Com a mudança da Constituição, em 1988, houve um vazio de investimentos em infraestrutura e na formação e qualificação de profissionais especializados em planejamento urbano. “São mais de 20 anos sem que a mobilidade fosse vista como uma necessidade. Se incentivou a indústria automobilística com benefícios tributários e o transporte público ficou relegado a um segundo plano. Na década de 1990, o ônibus tinha uma velocidade média razoável e muita gente usava. Dos anos 1990 para cá, tivemos uma queda permanente”, avalia Cunha.
Néspoli afirma que as cidades devem buscar investimentos benéficos ao sistema de transporte: como corredores, BRT e faixas exclusivas. “É preciso constituir redes de transporte mais racionais nas cidades, evitando desperdícios, ociosidades, e trazer para os contratos com os operadores maior possibilidade de criação de alternativas dentro da própria rede”, defende.
O fator preço
Outros aspectos pesam na hora de o usuário escolher o modal de deslocamento, além da pontualidade, regularidade e velocidade média, especialmente o preço. E o transporte coletivo enfrenta uma complexa equação: quanto menor o número de passageiros, mais pressionada fica a tarifa, visto que ela consiste na divisão do custo do sistema pelo total de usuários.
“Atualmente a tarifa é cara para quem paga e insuficiente para um serviço de qualidade. Quando tinha a demanda elevada, transportávamos 60 milhões de passageiros por dia.
Hoje, transportamos 38 milhões, e a produtividade do ônibus caiu muito. Essa situação precisa ser contornada”, avalia Cunha, da NTU.
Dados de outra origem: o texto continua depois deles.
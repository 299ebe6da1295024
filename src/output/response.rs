//! CLI response formatting and output.
//!
//! Provides JSON envelope, printing, and exit code mapping.

use rekey::error::Hint;
use rekey::{Error, ErrorCode, Result};
use serde::Serialize;
use std::io::{self, Write};

#[derive(Debug, Serialize)]
pub struct CliResponse<T: Serialize> {
    pub success: bool,
    #[serde(skip_serializing_if = "Option::is_none")]
    pub data: Option<T>,
    #[serde(skip_serializing_if = "Option::is_none")]
    pub error: Option<CliError>,
}

#[derive(Debug, Serialize)]
pub struct CliError {
    pub code: String,
    pub message: String,
    pub details: serde_json::Value,
    #[serde(skip_serializing_if = "Option::is_none")]
    pub hints: Option<Vec<Hint>>,
    #[serde(skip_serializing_if = "Option::is_none")]
    pub retryable: Option<bool>,
}

impl<T: Serialize> CliResponse<T> {
    pub fn success(data: T) -> Self {
        Self {
            success: true,
            data: Some(data),
            error: None,
        }
    }

    pub fn to_json(&self) -> Result<String> {
        serde_json::to_string_pretty(self).map_err(|e| {
            Error::internal_json(e.to_string(), Some("serialize response".to_string()))
        })
    }
}

impl CliResponse<()> {
    pub fn from_error(err: &Error) -> Self {
        Self {
            success: false,
            data: None,
            error: Some(CliError {
                code: err.code.as_str().to_string(),
                message: err.message.clone(),
                details: err.details.clone(),
                hints: if err.hints.is_empty() {
                    None
                } else {
                    Some(err.hints.clone())
                },
                retryable: err.retryable,
            }),
        }
    }
}

fn write_stdout(payload: &str) -> Result<()> {
    let stdout = io::stdout();
    let mut handle = stdout.lock();
    if let Err(e) = writeln!(handle, "{}", payload) {
        if e.kind() == io::ErrorKind::BrokenPipe {
            return Ok(()); // Exit gracefully on SIGPIPE
        }
        return Err(Error::internal_io(
            e.to_string(),
            Some("write stdout".to_string()),
        ));
    }
    Ok(())
}

fn print_response<T: Serialize>(response: &CliResponse<T>) -> Result<()> {
    write_stdout(&response.to_json()?)
}

pub fn map_cmd_result_to_json<T: Serialize>(
    result: Result<(T, i32)>,
) -> (Result<serde_json::Value>, i32) {
    match result {
        Ok((data, exit_code)) => match serde_json::to_value(data) {
            Ok(value) => (Ok(value), exit_code),
            Err(err) => (
                Err(Error::internal_json(
                    err.to_string(),
                    Some("serialize response".to_string()),
                )),
                1,
            ),
        },
        Err(err) => {
            let exit_code = exit_code_for_error(err.code);
            (Err(err), exit_code)
        }
    }
}

pub(crate) fn exit_code_for_error(code: ErrorCode) -> i32 {
    match code {
        ErrorCode::ConfigInvalidJson
        | ErrorCode::ConfigInvalidValue
        | ErrorCode::ValidationMissingArgument
        | ErrorCode::ValidationInvalidArgument
        | ErrorCode::ValidationInvalidJson
        | ErrorCode::ValidationUnknownErrorCode => 2,

        ErrorCode::InternalIoError
        | ErrorCode::InternalJsonError
        | ErrorCode::InternalUnexpected => 1,
    }
}

pub fn print_json_result(result: Result<serde_json::Value>) -> Result<()> {
    match result {
        Ok(data) => print_response(&CliResponse::success(data)),
        Err(err) => print_response(&CliResponse::<()>::from_error(&err)),
    }
}

/// Raw mode prints the payload itself; errors still use the envelope.
pub fn print_raw_result(result: Result<(String, i32)>) -> i32 {
    match result {
        Ok((content, exit_code)) if content.is_empty() => exit_code,
        Ok((content, exit_code)) => match write_stdout(&content) {
            Ok(()) => exit_code,
            Err(err) => {
                let _ = print_response(&CliResponse::<()>::from_error(&err));
                1
            }
        },
        Err(err) => {
            let exit_code = exit_code_for_error(err.code);
            let _ = print_response(&CliResponse::<()>::from_error(&err));
            exit_code
        }
    }
}
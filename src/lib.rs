//! Client for the search endpoint of the French national address API
//! (`https://api-adresse.data.gouv.fr/search/`).
//!
//! Options are validated before anything is sent, encoded into a request URL in a fixed
//! order, and the response is decoded into a GeoJSON feature collection.
//!
//! ```no_run
//! use adresse::{Client, SearchOptions, SearchType};
//!
//! let client = Client::new();
//! let options = SearchOptions::new().limit(2).search_type(SearchType::Street);
//! let results = client.search("8 bd du port", Some(&options))?;
//! for result in &results.features {
//!     println!("{result}");
//! }
//! # Ok::<(), adresse::SearchError>(())
//! ```

pub mod cli;
pub mod client;
pub mod config;
pub mod error;
pub mod logging;
pub mod options;
pub mod query;
pub mod search;

pub use client::{Client, HttpClient, HttpResponse, UreqClient};
pub use error::{ErrorKind, Result, SearchError};
pub use options::{SearchOptions, SearchType, ALLOWED_KEYS};
pub use query::{search_url, SearchQuery, SEARCH_URL};
pub use search::{Geometry, SearchResult, SearchResultProperties, SearchResults};
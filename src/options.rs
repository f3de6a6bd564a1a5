use crate::error::{Result, SearchError};
use serde::{Deserialize, Deserializer, Serialize};
use serde_json::Value;
use std::str::FromStr;
use strum::{Display, EnumIter, EnumString};

/// Option keys accepted by the search endpoint, in the order they are checked.
pub const ALLOWED_KEYS: &[&str] = &[
    "limit",
    "autocomplete",
    "longitude",
    "latitude",
    "type",
    "postcode",
    "citycode",
];

const NUMBER: &str = "a Number";
const WHOLE_NUMBER: &str = "a whole Number";
const BOOLEAN: &str = "a Boolean";
const STRING: &str = "a String";

/// The kind of place a search is restricted to.
#[derive(
    Clone,
    Copy,
    Debug,
    Display,
    EnumString,
    EnumIter,
    PartialEq,
    Eq,
    Deserialize,
    Serialize,
    clap::ValueEnum,
)]
#[strum(serialize_all = "lowercase")]
#[serde(rename_all = "lowercase")]
pub enum SearchType {
    Street,
    House,
    Locality,
    City,
    Region,
    Country,
}

/// Constraints applied to a search. Absent fields are left out of the request so the
/// service's own defaults apply.
#[derive(Clone, Debug, Default, PartialEq, Deserialize, Serialize)]
#[serde(deny_unknown_fields)]
pub struct SearchOptions {
    /// Maximum number of results returned.
    #[serde(skip_serializing_if = "Option::is_none")]
    pub limit: Option<u32>,
    /// Enables completion of partial terms.
    #[serde(skip_serializing_if = "Option::is_none")]
    pub autocomplete: Option<bool>,
    /// Favours results close to this longitude.
    #[serde(skip_serializing_if = "Option::is_none")]
    pub longitude: Option<f64>,
    /// Favours results close to this latitude.
    #[serde(skip_serializing_if = "Option::is_none")]
    pub latitude: Option<f64>,
    #[serde(rename = "type", skip_serializing_if = "Option::is_none")]
    pub search_type: Option<SearchType>,
    #[serde(
        default,
        deserialize_with = "code_from_text_or_number",
        skip_serializing_if = "Option::is_none"
    )]
    pub postcode: Option<String>,
    /// INSEE code of the city results are restricted to.
    #[serde(
        default,
        deserialize_with = "code_from_text_or_number",
        skip_serializing_if = "Option::is_none"
    )]
    pub citycode: Option<String>,
}

/// YAML and environment values such as `44380` arrive as integers. Codes are five
/// characters, so numbers are zero padded to keep `01000` intact.
fn code_from_text_or_number<'de, D>(deserializer: D) -> std::result::Result<Option<String>, D::Error>
where
    D: Deserializer<'de>,
{
    #[derive(Deserialize)]
    #[serde(untagged)]
    enum Code {
        Text(String),
        Number(u64),
    }

    Ok(Option::<Code>::deserialize(deserializer)?.map(|code| match code {
        Code::Text(text) => text,
        Code::Number(number) => format!("{number:05}"),
    }))
}

impl SearchOptions {
    pub fn new() -> Self {
        Self::default()
    }

    pub fn limit(mut self, limit: u32) -> Self {
        self.limit = Some(limit);
        self
    }

    pub fn autocomplete(mut self, autocomplete: bool) -> Self {
        self.autocomplete = Some(autocomplete);
        self
    }

    pub fn longitude(mut self, longitude: f64) -> Self {
        self.longitude = Some(longitude);
        self
    }

    pub fn latitude(mut self, latitude: f64) -> Self {
        self.latitude = Some(latitude);
        self
    }

    pub fn search_type(mut self, search_type: SearchType) -> Self {
        self.search_type = Some(search_type);
        self
    }

    pub fn postcode(mut self, postcode: impl Into<String>) -> Self {
        self.postcode = Some(postcode.into());
        self
    }

    pub fn citycode(mut self, citycode: impl Into<String>) -> Self {
        self.citycode = Some(citycode.into());
        self
    }

    pub fn is_empty(&self) -> bool {
        *self == Self::default()
    }

    /// Checks the numeric bounds. Types are already guaranteed by the struct, so this is
    /// the part of validation that remains for options built in code.
    pub fn validate(&self) -> Result<()> {
        if let Some(limit) = self.limit {
            check_limit(f64::from(limit))?;
        }
        if let Some(longitude) = self.longitude {
            check_longitude(longitude)?;
        }
        if let Some(latitude) = self.latitude {
            check_latitude(latitude)?;
        }
        Ok(())
    }

    /// Builds options from an untyped record, checking key names, value types and bounds.
    /// Keys are checked in [`ALLOWED_KEYS`] order and the first failure is returned.
    pub fn from_value(value: &Value) -> Result<Self> {
        let Value::Object(map) = value else {
            return Err(SearchError::ArgumentType {
                position: 2,
                expected: "an Object",
            });
        };

        let unknown: Vec<String> = map
            .keys()
            .filter(|key| !ALLOWED_KEYS.contains(&key.as_str()))
            .cloned()
            .collect();
        if !unknown.is_empty() {
            return Err(SearchError::UnknownOption { keys: unknown });
        }

        let mut options = Self::default();

        if let Some(value) = map.get("limit") {
            let limit = value.as_f64().ok_or(type_error("limit", NUMBER))?;
            check_limit(limit)?;
            if limit.fract() != 0.0 || limit > f64::from(u32::MAX) {
                return Err(type_error("limit", WHOLE_NUMBER));
            }
            options.limit = Some(limit as u32);
        }

        if let Some(value) = map.get("autocomplete") {
            options.autocomplete = Some(value.as_bool().ok_or(type_error("autocomplete", BOOLEAN))?);
        }

        if let Some(value) = map.get("longitude") {
            let longitude = value.as_f64().ok_or(type_error("longitude", NUMBER))?;
            check_longitude(longitude)?;
            options.longitude = Some(longitude);
        }

        if let Some(value) = map.get("latitude") {
            let latitude = value.as_f64().ok_or(type_error("latitude", NUMBER))?;
            check_latitude(latitude)?;
            options.latitude = Some(latitude);
        }

        if let Some(value) = map.get("type") {
            let name = value.as_str().ok_or(type_error("type", STRING))?;
            let search_type =
                SearchType::from_str(name).map_err(|_| SearchError::OptionValue {
                    key: "type",
                    value: name.to_owned(),
                })?;
            options.search_type = Some(search_type);
        }

        if let Some(value) = map.get("postcode") {
            let postcode = value.as_str().ok_or(type_error("postcode", STRING))?;
            options.postcode = Some(postcode.to_owned());
        }

        if let Some(value) = map.get("citycode") {
            let citycode = value.as_str().ok_or(type_error("citycode", STRING))?;
            options.citycode = Some(citycode.to_owned());
        }

        Ok(options)
    }

    /// Layers `overrides` on top of `self`: every field set in `overrides` wins.
    pub fn merge(&self, overrides: &SearchOptions) -> SearchOptions {
        SearchOptions {
            limit: overrides.limit.or(self.limit),
            autocomplete: overrides.autocomplete.or(self.autocomplete),
            longitude: overrides.longitude.or(self.longitude),
            latitude: overrides.latitude.or(self.latitude),
            search_type: overrides.search_type.or(self.search_type),
            postcode: overrides.postcode.clone().or_else(|| self.postcode.clone()),
            citycode: overrides.citycode.clone().or_else(|| self.citycode.clone()),
        }
    }
}

fn type_error(key: &'static str, expected: &'static str) -> SearchError {
    SearchError::OptionType { key, expected }
}

fn check_limit(limit: f64) -> Result<()> {
    if limit < 1.0 {
        return Err(SearchError::OptionRange {
            key: "limit",
            bounds: "greater or equal to 1",
        });
    }
    Ok(())
}

// NaN fails both range checks.
fn check_longitude(longitude: f64) -> Result<()> {
    if !(-180.0..=180.0).contains(&longitude) {
        return Err(SearchError::OptionRange {
            key: "longitude",
            bounds: "between -180 and 180",
        });
    }
    Ok(())
}

fn check_latitude(latitude: f64) -> Result<()> {
    if !(0.0..=90.0).contains(&latitude) {
        return Err(SearchError::OptionRange {
            key: "latitude",
            bounds: "between 0 and 90",
        });
    }
    Ok(())
}
use anyhow::{anyhow, Result};
use serde::{Deserialize, Serialize};
use std::path::{Path, PathBuf};
use tracing::Level;
use tracing_appender::non_blocking::WorkerGuard;
use tracing_subscriber::filter::LevelFilter;
use tracing_subscriber::fmt;
use tracing_subscriber::prelude::*;

#[derive(clap::ValueEnum, Copy, Clone, Debug, PartialEq, Eq, Serialize, Deserialize)]
#[serde(rename_all = "snake_case")]
pub enum LogLevel {
    Error,
    Warn,
    Info,
    Debug,
    Trace,
}

impl From<LogLevel> for Level {
    fn from(level: LogLevel) -> Self {
        match level {
            LogLevel::Error => Level::ERROR,
            LogLevel::Warn => Level::WARN,
            LogLevel::Info => Level::INFO,
            LogLevel::Debug => Level::DEBUG,
            LogLevel::Trace => Level::TRACE,
        }
    }
}

impl From<LogLevel> for LevelFilter {
    fn from(level: LogLevel) -> Self {
        LevelFilter::from_level(level.into())
    }
}

#[derive(Clone, Debug, PartialEq, Deserialize, Serialize)]
pub struct LoggingOptions {
    pub console_level: LogLevel,
    pub file_level: LogLevel,
    /// No log file is written when unset.
    #[serde(default, skip_serializing_if = "Option::is_none")]
    pub file: Option<PathBuf>,
}

impl Default for LoggingOptions {
    fn default() -> Self {
        Self {
            console_level: LogLevel::Warn,
            file_level: LogLevel::Debug,
            file: None,
        }
    }
}

/// Installs the global subscriber. Console output goes to stderr so it never mixes with
/// results printed on stdout. Keep the returned guard alive until exit or buffered file
/// output is lost.
pub fn setup_logging(options: &LoggingOptions) -> Result<Option<WorkerGuard>> {
    let console = fmt::layer()
        .with_writer(std::io::stderr)
        .with_filter(LevelFilter::from(options.console_level));

    let (file, guard) = match &options.file {
        Some(path) => {
            let directory = path.parent().unwrap_or(Path::new("."));
            let file_name = path
                .file_name()
                .ok_or_else(|| anyhow!("{} is not a file path", path.display()))?;
            let appender = tracing_appender::rolling::never(directory, file_name);
            let (writer, guard) = tracing_appender::non_blocking(appender);
            let layer = fmt::layer()
                .with_ansi(false)
                .with_writer(writer)
                .with_filter(LevelFilter::from(options.file_level));
            (Some(layer), Some(guard))
        }
        None => (None, None),
    };

    tracing_subscriber::registry()
        .with(console)
        .with(file)
        .try_init()?;
    Ok(guard)
}
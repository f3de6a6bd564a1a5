use serde::{Deserialize, Serialize};
use serde_json::{Map, Value};
use std::fmt;

/// A single address match, shaped as a GeoJSON Feature. Members the service leaves out
/// decode as empty values rather than failing.
#[derive(Clone, Debug, Default, PartialEq, Serialize, Deserialize)]
pub struct SearchResult {
    #[serde(default)]
    pub r#type: String,
    #[serde(default, skip_serializing_if = "Option::is_none")]
    pub geometry: Option<Geometry>,
    #[serde(default)]
    pub properties: SearchResultProperties,
}

impl SearchResult {
    pub fn longitude(&self) -> Option<f64> {
        self.coordinate(0)
    }

    pub fn latitude(&self) -> Option<f64> {
        self.coordinate(1)
    }

    fn coordinate(&self, index: usize) -> Option<f64> {
        self.geometry.as_ref()?.coordinates.get(index).copied()
    }
}

impl fmt::Display for SearchResult {
    fn fmt(&self, f: &mut fmt::Formatter) -> fmt::Result {
        write!(f, "{}", self.properties.label)?;
        if let (Some(longitude), Some(latitude)) = (self.longitude(), self.latitude()) {
            write!(f, " ({longitude}, {latitude})")?;
        }
        Ok(())
    }
}

#[derive(Clone, Debug, Default, PartialEq, Serialize, Deserialize)]
pub struct Geometry {
    #[serde(default)]
    pub r#type: String,
    /// Longitude then latitude, possibly followed by altitude.
    #[serde(default)]
    pub coordinates: Vec<f64>,
}

#[derive(Clone, Debug, Default, PartialEq, Serialize, Deserialize)]
pub struct SearchResultProperties {
    #[serde(default)]
    pub label: String,
    /// The kind of match, e.g. `housenumber` or `street`. Kept as the service sends it.
    #[serde(default)]
    pub r#type: String,
    #[serde(default, skip_serializing_if = "Option::is_none")]
    pub score: Option<f64>,
    /// Accuracy in metres.
    #[serde(default, skip_serializing_if = "Option::is_none")]
    pub accuracy: Option<f64>,
    #[serde(default, skip_serializing_if = "Option::is_none")]
    pub id: Option<String>,
    #[serde(default, skip_serializing_if = "Option::is_none")]
    pub name: Option<String>,
    #[serde(default, skip_serializing_if = "Option::is_none")]
    pub housenumber: Option<Value>,
    #[serde(default, skip_serializing_if = "Option::is_none")]
    pub street: Option<String>,
    #[serde(default, skip_serializing_if = "Option::is_none")]
    pub locality: Option<String>,
    #[serde(default, skip_serializing_if = "Option::is_none")]
    pub postcode: Option<String>,
    #[serde(default, skip_serializing_if = "Option::is_none")]
    pub citycode: Option<String>,
    #[serde(default, skip_serializing_if = "Option::is_none")]
    pub city: Option<String>,
    #[serde(default, skip_serializing_if = "Option::is_none")]
    pub district: Option<String>,
    #[serde(default, skip_serializing_if = "Option::is_none")]
    pub county: Option<String>,
    #[serde(default, skip_serializing_if = "Option::is_none")]
    pub state: Option<String>,
    #[serde(default, skip_serializing_if = "Option::is_none")]
    pub country: Option<String>,
    #[serde(default, skip_serializing_if = "Option::is_none")]
    pub context: Option<String>,
    #[serde(flatten)]
    pub extra: Map<String, Value>,
}

/// The body returned by the search endpoint, shaped as a GeoJSON FeatureCollection.
/// Only `type` and `features` are required; everything else is passed through as sent.
#[derive(Clone, Debug, PartialEq, Serialize, Deserialize)]
pub struct SearchResults {
    pub r#type: String,
    #[serde(default)]
    pub version: String,
    #[serde(default, skip_serializing_if = "Option::is_none")]
    pub licence: Option<Value>,
    #[serde(default, skip_serializing_if = "Option::is_none")]
    pub attribution: Option<Value>,
    #[serde(default)]
    pub query: String,
    pub features: Vec<SearchResult>,
    #[serde(flatten)]
    pub extra: Map<String, Value>,
}

impl SearchResults {
    pub fn is_feature_collection(&self) -> bool {
        self.r#type == "FeatureCollection"
    }

    pub fn len(&self) -> usize {
        self.features.len()
    }

    pub fn is_empty(&self) -> bool {
        self.features.is_empty()
    }
}

#[cfg(test)]
mod tests {
    use super::*;
    use serde_json::json;

    fn sample() -> Value {
        json!({
            "type": "FeatureCollection",
            "version": "draft",
            "features": [{
                "type": "Feature",
                "geometry": {"type": "Point", "coordinates": [-2.154513, 47.267305]},
                "properties": {
                    "label": "8 Boulevard du Port 44380 Pornichet",
                    "score": 0.49,
                    "housenumber": "8",
                    "id": "44132_0480_00008",
                    "name": "8 Boulevard du Port",
                    "postcode": "44380",
                    "citycode": "44132",
                    "x": 295283.45,
                    "y": 6698920.59,
                    "city": "Pornichet",
                    "context": "44, Loire-Atlantique, Pays de la Loire",
                    "type": "housenumber",
                    "importance": 0.53,
                    "street": "Boulevard du Port"
                }
            }],
            "attribution": "BAN",
            "licence": "ETALAB-2.0",
            "query": "8 bd du port",
            "limit": 1
        })
    }

    #[test]
    fn decodes_service_body() {
        let results: SearchResults = serde_json::from_value(sample()).unwrap();
        assert!(results.is_feature_collection());
        assert_eq!(results.len(), 1);
        assert_eq!(results.licence, Some(json!("ETALAB-2.0")));
        assert_eq!(results.extra.get("limit"), Some(&json!(1)));

        let result = &results.features[0];
        assert_eq!(result.properties.r#type, "housenumber");
        assert_eq!(result.properties.city.as_deref(), Some("Pornichet"));
        assert_eq!(result.properties.extra.get("importance"), Some(&json!(0.53)));
        assert_eq!(result.longitude(), Some(-2.154513));
        assert_eq!(result.latitude(), Some(47.267305));
        assert_eq!(
            result.to_string(),
            "8 Boulevard du Port 44380 Pornichet (-2.154513, 47.267305)"
        );
    }

    #[test]
    fn passes_unknown_members_through() {
        let results: SearchResults = serde_json::from_value(sample()).unwrap();
        let value = serde_json::to_value(&results).unwrap();
        assert_eq!(value, sample());
    }

    #[test]
    fn minimal_collection_decodes() {
        let results: SearchResults =
            serde_json::from_value(json!({"type": "FeatureCollection", "features": []})).unwrap();
        assert!(results.is_feature_collection());
        assert!(results.is_empty());
        assert_eq!(results.version, "");
        assert_eq!(results.query, "");
    }

    #[test]
    fn sparse_features_decode() {
        let results: SearchResults = serde_json::from_value(json!({
            "type": "FeatureCollection",
            "features": [
                {"type": "Feature"},
                {"geometry": {"type": "Point", "coordinates": [2.35, 48.85, 35.0]},
                 "properties": {"label": "Paris"}}
            ]
        }))
        .unwrap();
        let bare = &results.features[0];
        assert_eq!(bare.longitude(), None);
        assert_eq!(bare.properties.label, "");
        assert_eq!(bare.to_string(), "");

        let paris = &results.features[1];
        assert_eq!(paris.latitude(), Some(48.85));
        assert_eq!(paris.properties.r#type, "");
        assert_eq!(paris.to_string(), "Paris (2.35, 48.85)");
    }

    #[test]
    fn requires_a_collection_shape() {
        for body in [
            json!([1, 2]),
            json!("FeatureCollection"),
            json!({"type": "FeatureCollection"}),
            json!({"features": []}),
        ] {
            assert!(serde_json::from_value::<SearchResults>(body).is_err());
        }
    }

    #[test]
    fn licence_may_be_an_object() {
        let mut body = sample();
        body["licence"] = json!({"ban": "ETALAB-2.0", "osm": "ODbL"});
        let results: SearchResults = serde_json::from_value(body).unwrap();
        assert_eq!(results.licence.unwrap()["osm"], "ODbL");
    }
}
Segundo o superintendente da ANTP, o preço – levando em conta a atual circunstância econômica do país – afugenta os usuários do transporte coletivo e incentiva a buscar outros meios, como andar a pé ou sistemas alternativos. “A baixa atividade econômica do país, o nível de desemprego alto e a queda de renda da população está levando antigos passageiros dos ônibus a andar a pé ou para sistemas alternativos como o dos aplicativos”, relata.
Sugestões de melhoria
De acordo com Cunha e Néspoli, ao menos quatro ações podem ser tomadas para que o transporte coletivo volte a ganhar pontos com a população, tornando-se mais atrativo.
- O investimento em prioridades em vias, melhoria na gestão operacional e na informação para os usuários.
- Precificar de forma correta o custo do uso do automóvel, reduzindo o estacionamento urbano gratuito (ou usando esses recursos para retornar ao transporte coletivo) e considerar a criação de um pedágio urbano.
- Integrar a chamada micromobilidade para que atuem de forma complementar ao transporte público, como as novas bicicletas e patinetes elétricos e até mesmo os aplicativos de transporte.
- Ampliar o volume de recursos para o transporte coletivo por meio de subsídios, entendendo que toda a sociedade precisa custear o sistema.